Minister Sinister is sent to Earth and trades places with the minister of an alcoholics' shelter and thrift store. Sinister's goal is to capture Earth criminals and transport them back to his home planet "Anti-Terra" where they can become model citizens, to prevent "moral decay".
The project digs deep into the concepts of Good and Evil, and what one might mean without the other, or if they are in some strange way--interchangeable? Does one require the other as a reflection of itself in order to exist?
Creator Mike Hoffman has been an independent Comics "outsider" for many decades, and his myriad journeys into unknown territories are uniquely interesting due to his total creative freedom and depth of ideas and story.
The Minister Sinister Magazine series will fully explore the Outsider, "Low-Brow", Kitschy kind of trans-dimensional Urban Realism that has erupted from the artist's deep subconscious.
If Art is seen as a Spectrum with respected "Fine Art" at one end and "Low-Brow" Trash culture at the other, Mike's goal has been to operate at both ends simultaneously and never in the middle. The Minister Sinister story achieves this in rare fashion!

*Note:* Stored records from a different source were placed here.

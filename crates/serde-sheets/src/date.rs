//! Excel serial dates
//!
//! Spreadsheets store dates as day counts since an epoch, with the time of
//! day as the fraction. The 1900 system counts from 1899-12-31 and keeps the
//! phantom 1900-02-29; the 1904 system counts from 1904-01-01.
//!
//! [`ExcelDate`] and [`ExcelDateTime`] wrap chrono values so that the mapper
//! writes them as serial numbers and reads them back from numeric cells. Other
//! serializers see ISO-8601 text. The [`excel_date`] and [`excel_datetime`]
//! modules do the same for plain chrono fields through `#[serde(with)]`.

use std::fmt;

use chrono::{Duration, NaiveDate, NaiveDateTime, NaiveTime, Timelike};
use serde::de::{self, Deserialize, Deserializer, Visitor};
use serde::ser::{Serialize, Serializer};

/// Newtype name marking [`ExcelDate`] values
pub(crate) const EXCEL_DATE_TOKEN: &str = "$serde_sheets::ExcelDate";
/// Newtype name marking [`ExcelDateTime`] values
pub(crate) const EXCEL_DATETIME_TOKEN: &str = "$serde_sheets::ExcelDateTime";

const MILLIS_PER_DAY: f64 = 86_400_000.0;
/// Serial of 9999-12-31 in the 1900 system, plus one day
const MAX_SERIAL: f64 = 2_958_466.0;
const DATE_FORMAT: &str = "%Y-%m-%d";
const DATETIME_FORMAT: &str = "%Y-%m-%dT%H:%M:%S%.3f";

fn ymd(year: i32, month: u32, day: u32) -> NaiveDate {
    NaiveDate::from_ymd_opt(year, month, day).unwrap_or(NaiveDate::MIN)
}

/// Serial number of `value`, `None` before the epoch
pub fn to_excel_serial(value: NaiveDateTime, date_1904: bool) -> Option<f64> {
    let date = value.date();
    let days = if date_1904 {
        let epoch = ymd(1904, 1, 1);
        if date < epoch {
            return None;
        }
        (date - epoch).num_days()
    } else {
        if date < ymd(1900, 1, 1) {
            return None;
        }
        let days = (date - ymd(1899, 12, 31)).num_days();
        // 1900-02-29 exists in the 1900 system
        if date >= ymd(1900, 3, 1) {
            days + 1
        } else {
            days
        }
    };
    let time = value.time();
    let millis = time.num_seconds_from_midnight() as u64 * 1000
        + (time.nanosecond() % 1_000_000_000) as u64 / 1_000_000;
    Some(days as f64 + millis as f64 / MILLIS_PER_DAY)
}

/// Date and time of a serial number, `None` when negative or out of range
pub fn from_excel_serial(serial: f64, date_1904: bool) -> Option<NaiveDateTime> {
    if !serial.is_finite() || !(0.0..MAX_SERIAL).contains(&serial) {
        return None;
    }
    let mut days = serial.floor() as i64;
    let mut millis = ((serial - serial.floor()) * MILLIS_PER_DAY).round() as i64;
    if millis >= MILLIS_PER_DAY as i64 {
        days += 1;
        millis = 0;
    }
    let base = if date_1904 {
        ymd(1904, 1, 1)
    } else if days < 61 {
        ymd(1899, 12, 31)
    } else {
        ymd(1899, 12, 30)
    };
    let date = base.checked_add_signed(Duration::days(days))?;
    let time = NaiveTime::from_hms_opt(0, 0, 0)? + Duration::milliseconds(millis);
    Some(date.and_time(time))
}

/// Parse `yyyy-mm-dd`, `yyyy-mm-ddThh:mm:ss[.fff]` or the same with a space
pub(crate) fn parse_iso(text: &str) -> Option<NaiveDateTime> {
    let text = text.trim();
    ["%Y-%m-%dT%H:%M:%S%.f", "%Y-%m-%d %H:%M:%S%.f"]
        .iter()
        .find_map(|format| NaiveDateTime::parse_from_str(text, format).ok())
        .or_else(|| {
            NaiveDate::parse_from_str(text, DATE_FORMAT)
                .ok()
                .and_then(|d| d.and_hms_opt(0, 0, 0))
        })
}

pub(crate) fn format_date(date: NaiveDate) -> String {
    date.format(DATE_FORMAT).to_string()
}

pub(crate) fn format_datetime(value: NaiveDateTime) -> String {
    value.format(DATETIME_FORMAT).to_string()
}

/// A calendar date stored as an Excel serial number
#[derive(Debug, Clone, Copy, PartialEq, Eq, PartialOrd, Ord, Hash)]
pub struct ExcelDate(pub NaiveDate);

/// A date and time stored as an Excel serial number
#[derive(Debug, Clone, Copy, PartialEq, Eq, PartialOrd, Ord, Hash)]
pub struct ExcelDateTime(pub NaiveDateTime);

impl From<NaiveDate> for ExcelDate {
    fn from(date: NaiveDate) -> Self {
        ExcelDate(date)
    }
}

impl From<NaiveDateTime> for ExcelDateTime {
    fn from(value: NaiveDateTime) -> Self {
        ExcelDateTime(value)
    }
}

impl fmt::Display for ExcelDate {
    fn fmt(&self, f: &mut fmt::Formatter<'_>) -> fmt::Result {
        f.write_str(&format_date(self.0))
    }
}

impl fmt::Display for ExcelDateTime {
    fn fmt(&self, f: &mut fmt::Formatter<'_>) -> fmt::Result {
        f.write_str(&format_datetime(self.0))
    }
}

impl Serialize for ExcelDate {
    fn serialize<S: Serializer>(&self, serializer: S) -> Result<S::Ok, S::Error> {
        serializer.serialize_newtype_struct(EXCEL_DATE_TOKEN, &format_date(self.0))
    }
}

impl Serialize for ExcelDateTime {
    fn serialize<S: Serializer>(&self, serializer: S) -> Result<S::Ok, S::Error> {
        serializer.serialize_newtype_struct(EXCEL_DATETIME_TOKEN, &format_datetime(self.0))
    }
}

impl<'de> Deserialize<'de> for ExcelDate {
    fn deserialize<D: Deserializer<'de>>(deserializer: D) -> Result<Self, D::Error> {
        deserializer
            .deserialize_newtype_struct(EXCEL_DATE_TOKEN, SerialVisitor("a date"))
            .map(|value| ExcelDate(value.date()))
    }
}

impl<'de> Deserialize<'de> for ExcelDateTime {
    fn deserialize<D: Deserializer<'de>>(deserializer: D) -> Result<Self, D::Error> {
        deserializer
            .deserialize_newtype_struct(EXCEL_DATETIME_TOKEN, SerialVisitor("a date-time"))
            .map(ExcelDateTime)
    }
}

/// Accepts ISO text or a 1900-system serial number
struct SerialVisitor(&'static str);

impl<'de> Visitor<'de> for SerialVisitor {
    type Value = NaiveDateTime;

    fn expecting(&self, formatter: &mut fmt::Formatter) -> fmt::Result {
        write!(formatter, "{} as ISO-8601 text or an Excel serial number", self.0)
    }

    fn visit_newtype_struct<D: Deserializer<'de>>(
        self,
        deserializer: D,
    ) -> Result<Self::Value, D::Error> {
        deserializer.deserialize_any(self)
    }

    fn visit_str<E: de::Error>(self, v: &str) -> Result<Self::Value, E> {
        parse_iso(v).ok_or_else(|| E::invalid_value(de::Unexpected::Str(v), &self))
    }

    fn visit_f64<E: de::Error>(self, v: f64) -> Result<Self::Value, E> {
        from_excel_serial(v, false).ok_or_else(|| E::invalid_value(de::Unexpected::Float(v), &self))
    }

    fn visit_i64<E: de::Error>(self, v: i64) -> Result<Self::Value, E> {
        self.visit_f64(v as f64)
    }

    fn visit_u64<E: de::Error>(self, v: u64) -> Result<Self::Value, E> {
        self.visit_f64(v as f64)
    }
}

/// `#[serde(with = "serde_sheets::excel_date")]` for `NaiveDate` fields
pub mod excel_date {
    use super::ExcelDate;
    use chrono::NaiveDate;
    use serde::{Deserialize, Deserializer, Serialize, Serializer};

    pub fn serialize<S: Serializer>(date: &NaiveDate, serializer: S) -> Result<S::Ok, S::Error> {
        ExcelDate(*date).serialize(serializer)
    }

    pub fn deserialize<'de, D: Deserializer<'de>>(deserializer: D) -> Result<NaiveDate, D::Error> {
        ExcelDate::deserialize(deserializer).map(|d| d.0)
    }

    /// The same for `Option<NaiveDate>`; pair with `#[serde(default)]`
    pub mod option {
        use super::ExcelDate;
        use chrono::NaiveDate;
        use serde::{Deserialize, Deserializer, Serializer};

        pub fn serialize<S: Serializer>(
            date: &Option<NaiveDate>,
            serializer: S,
        ) -> Result<S::Ok, S::Error> {
            match date {
                Some(date) => serializer.serialize_some(&ExcelDate(*date)),
                None => serializer.serialize_none(),
            }
        }

        pub fn deserialize<'de, D: Deserializer<'de>>(
            deserializer: D,
        ) -> Result<Option<NaiveDate>, D::Error> {
            Option::<ExcelDate>::deserialize(deserializer).map(|d| d.map(|d| d.0))
        }
    }
}

/// `#[serde(with = "serde_sheets::excel_datetime")]` for `NaiveDateTime` fields
pub mod excel_datetime {
    use super::ExcelDateTime;
    use chrono::NaiveDateTime;
    use serde::{Deserialize, Deserializer, Serialize, Serializer};

    pub fn serialize<S: Serializer>(
        value: &NaiveDateTime,
        serializer: S,
    ) -> Result<S::Ok, S::Error> {
        ExcelDateTime(*value).serialize(serializer)
    }

    pub fn deserialize<'de, D: Deserializer<'de>>(
        deserializer: D,
    ) -> Result<NaiveDateTime, D::Error> {
        ExcelDateTime::deserialize(deserializer).map(|d| d.0)
    }

    /// The same for `Option<NaiveDateTime>`; pair with `#[serde(default)]`
    pub mod option {
        use super::ExcelDateTime;
        use chrono::NaiveDateTime;
        use serde::{Deserialize, Deserializer, Serializer};

        pub fn serialize<S: Serializer>(
            value: &Option<NaiveDateTime>,
            serializer: S,
        ) -> Result<S::Ok, S::Error> {
            match value {
                Some(value) => serializer.serialize_some(&ExcelDateTime(*value)),
                None => serializer.serialize_none(),
            }
        }

        pub fn deserialize<'de, D: Deserializer<'de>>(
            deserializer: D,
        ) -> Result<Option<NaiveDateTime>, D::Error> {
            Option::<ExcelDateTime>::deserialize(deserializer).map(|d| d.map(|d| d.0))
        }
    }
}
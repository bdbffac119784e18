//! Excel serial dates through the mapper

use chrono::{NaiveDate, NaiveDateTime};
use pretty_assertions::assert_eq;
use serde::{Deserialize, Serialize};
use serde_sheets::prelude::*;
use serde_sheets::schema::ColumnType;

#[derive(Debug, Clone, PartialEq, Serialize, Deserialize)]
struct Shift {
    worker: String,
    day: ExcelDate,
    #[serde(with = "serde_sheets::excel_datetime")]
    started: NaiveDateTime,
    #[serde(default, with = "serde_sheets::excel_date::option")]
    approved: Option<NaiveDate>,
}

impl DataGrid for Shift {}

fn date(y: i32, m: u32, d: u32) -> NaiveDate {
    NaiveDate::from_ymd_opt(y, m, d).unwrap()
}

fn shifts() -> Vec<Shift> {
    vec![
        Shift {
            worker: "Ana".into(),
            day: ExcelDate(date(2024, 1, 15)),
            started: date(2024, 1, 15).and_hms_opt(12, 0, 0).unwrap(),
            approved: Some(date(2024, 1, 16)),
        },
        Shift {
            worker: "Ben".into(),
            day: ExcelDate(date(1900, 2, 28)),
            started: date(1900, 3, 1).and_hms_opt(6, 0, 0).unwrap(),
            approved: None,
        },
    ]
}

#[test]
fn test_date_columns() {
    let schema = SpreadsheetMapper::new().sheet_schema_for::<Shift>().unwrap();
    let types: Vec<ColumnType> = schema.iter().map(|c| c.value_type()).collect();
    assert_eq!(
        types,
        vec![
            ColumnType::Text,
            ColumnType::Date,
            ColumnType::DateTime,
            ColumnType::Date,
        ]
    );
}

#[test]
fn test_serials_1900() {
    let mapper = SpreadsheetMapper::new();
    let mut sheet = Worksheet::new("Shifts");
    mapper.write_values_to_sheet(&mut sheet, &shifts()).unwrap();

    assert_eq!(sheet.get_value_at(1, 1), CellValue::Number(45306.0));
    assert_eq!(sheet.get_value_at(1, 2), CellValue::Number(45306.5));
    assert_eq!(sheet.get_value_at(2, 1), CellValue::Number(59.0));
    assert_eq!(sheet.get_value_at(2, 2), CellValue::Number(61.25));
    assert_eq!(sheet.get_value_at(2, 3), CellValue::Empty);

    let back: Vec<Shift> = mapper.read_values_from_sheet(&sheet).unwrap();
    assert_eq!(back, shifts());
}

#[test]
fn test_roundtrip_1904() {
    let mapper = SpreadsheetMapper::new();
    let writer = mapper
        .sheet_writer_for::<Shift>()
        .unwrap()
        .with_date_1904(true);
    let bytes = writer.write_value_as_bytes(&shifts()[..1]).unwrap();

    let package = serde_sheets::XlsxPackage::from_bytes(bytes.clone()).unwrap();
    assert!(package.is_date_1904());

    let back: Vec<Shift> = mapper.read_values(bytes).unwrap();
    assert_eq!(back, shifts()[..1].to_vec());
}

#[test]
fn test_write_into_1904_workbook() {
    let mut workbook = Workbook::empty();
    workbook.set_date_1904(true);
    let mapper = SpreadsheetMapper::new();
    mapper
        .write_values_to_workbook(&mut workbook, "Shifts", &shifts()[..1])
        .unwrap();

    let sheet = workbook.worksheet_by_name("Shifts").unwrap();
    assert_eq!(sheet.get_value_at(1, 1), CellValue::Number(43844.0));
    assert_eq!(sheet.get_value_at(1, 2), CellValue::Number(43844.5));
    assert_eq!(sheet.get_value_at(1, 3), CellValue::Number(43845.0));

    let bytes = {
        let mut buf = std::io::Cursor::new(Vec::new());
        serde_sheets::XlsxWriter::write(&workbook, &mut buf).unwrap();
        buf.into_inner()
    };
    let back: Vec<Shift> = mapper.read_values(bytes).unwrap();
    assert_eq!(back, shifts()[..1].to_vec());
}

#[test]
fn test_dates_from_text_cells() {
    let mut sheet = Worksheet::new("Shifts");
    for (col, header) in ["worker", "day", "started", "approved"].iter().enumerate() {
        sheet.set_cell_value_at(0, col as u16, *header).unwrap();
    }
    sheet.set_cell_value_at(1, 0, "Cy").unwrap();
    sheet.set_cell_value_at(1, 1, "2023-07-01").unwrap();
    sheet.set_cell_value_at(1, 2, "2023-07-01 08:15:00").unwrap();

    let back: Option<Shift> = SpreadsheetMapper::new()
        .read_value_from_sheet(&sheet)
        .unwrap();
    assert_eq!(
        back,
        Some(Shift {
            worker: "Cy".into(),
            day: ExcelDate(date(2023, 7, 1)),
            started: date(2023, 7, 1).and_hms_opt(8, 15, 0).unwrap(),
            approved: None,
        })
    );
}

When an artist's personal story is told with complete honesty and truth without relying on worn-out cliches and tropes, the result may seem unusual to some but ultimately rewarding for those ready for a novel experience.
The settings are familiar: back streets, alleyways, thrift stores, underground sewer systems, trailer parks, water towers and strip clubs, but they are underpinned by the moral reversal of good and evil.